## Work request
Please find how many lines of the data contain the string "args", and respond with that number only.

## Data to process

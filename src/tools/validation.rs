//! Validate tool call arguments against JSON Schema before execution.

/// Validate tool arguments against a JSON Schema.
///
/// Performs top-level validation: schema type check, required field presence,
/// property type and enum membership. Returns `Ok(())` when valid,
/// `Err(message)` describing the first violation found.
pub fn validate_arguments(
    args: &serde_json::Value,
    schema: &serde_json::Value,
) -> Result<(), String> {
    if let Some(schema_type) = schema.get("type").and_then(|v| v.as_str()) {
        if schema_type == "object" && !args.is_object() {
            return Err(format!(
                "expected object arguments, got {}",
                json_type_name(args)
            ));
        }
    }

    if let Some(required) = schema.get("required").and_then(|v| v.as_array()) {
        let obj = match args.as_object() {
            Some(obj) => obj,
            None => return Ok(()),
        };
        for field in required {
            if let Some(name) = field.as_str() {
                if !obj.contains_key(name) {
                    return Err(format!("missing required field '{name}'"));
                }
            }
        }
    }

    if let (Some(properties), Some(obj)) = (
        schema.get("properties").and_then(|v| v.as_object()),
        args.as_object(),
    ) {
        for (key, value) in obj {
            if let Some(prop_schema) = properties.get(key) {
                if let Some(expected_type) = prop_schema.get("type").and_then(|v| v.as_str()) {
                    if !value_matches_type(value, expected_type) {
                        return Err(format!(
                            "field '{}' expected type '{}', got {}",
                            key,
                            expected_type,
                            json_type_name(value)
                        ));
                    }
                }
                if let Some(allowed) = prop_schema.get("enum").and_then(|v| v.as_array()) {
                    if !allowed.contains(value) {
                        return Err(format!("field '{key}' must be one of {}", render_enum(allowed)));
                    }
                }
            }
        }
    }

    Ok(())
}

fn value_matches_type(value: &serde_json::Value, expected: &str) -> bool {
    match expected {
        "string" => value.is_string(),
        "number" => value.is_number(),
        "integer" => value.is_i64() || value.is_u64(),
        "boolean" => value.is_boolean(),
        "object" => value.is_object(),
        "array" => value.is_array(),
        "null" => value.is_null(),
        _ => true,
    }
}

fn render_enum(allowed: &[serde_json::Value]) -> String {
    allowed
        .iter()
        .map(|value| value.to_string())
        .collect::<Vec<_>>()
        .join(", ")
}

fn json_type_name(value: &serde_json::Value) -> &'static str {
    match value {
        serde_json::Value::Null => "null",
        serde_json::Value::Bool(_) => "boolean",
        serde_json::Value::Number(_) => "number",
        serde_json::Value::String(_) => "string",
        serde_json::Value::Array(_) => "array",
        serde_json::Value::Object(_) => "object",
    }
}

## Problem solution
5